Deploy the nvidia helm chart on Google Kubernetes Engine (GKE)

Question

Pulumi · Accepted Answer

To deploy an Nvidia Helm chart on Google Kubernetes Engine (GKE) using Pulumi, you will need to perform a few high-level steps:

1. **Create a GKE Cluster**: Define and configure a Kubernetes cluster in Google Cloud.
2. **Install Helm and Tiller**: Ensure that Helm and its server-side component, Tiller, are installed on your GKE cluster.
3. **Add Nvidia Helm Repository**: Add the Nvidia Helm repository so that the desired Nvidia chart can be located.
4. **Deploy the Nvidia Helm Chart**: Define and deploy the Nvidia Helm chart to your GKE cluster.

For the purpose of this guide, I'll demonstrate how you can accomplish these steps with Pulumi in TypeScript.
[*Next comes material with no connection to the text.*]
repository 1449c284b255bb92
pub mod dns;

pub use dns::start_dns_server;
First, you need to create a new GKE cluster. In Pulumi, you use resource classes from the `@pulumi/gcp` package to create cloud resources. The `Cluster` resource class represents a GKE cluster and allows you to configure properties such as the machine type, node count, and network settings.

Once the GKE cluster is created, you typically use the Pulumi Kubernetes provider to interact with the cluster. This provider uses the cluster's kubeconfig file to authenticate with the cluster.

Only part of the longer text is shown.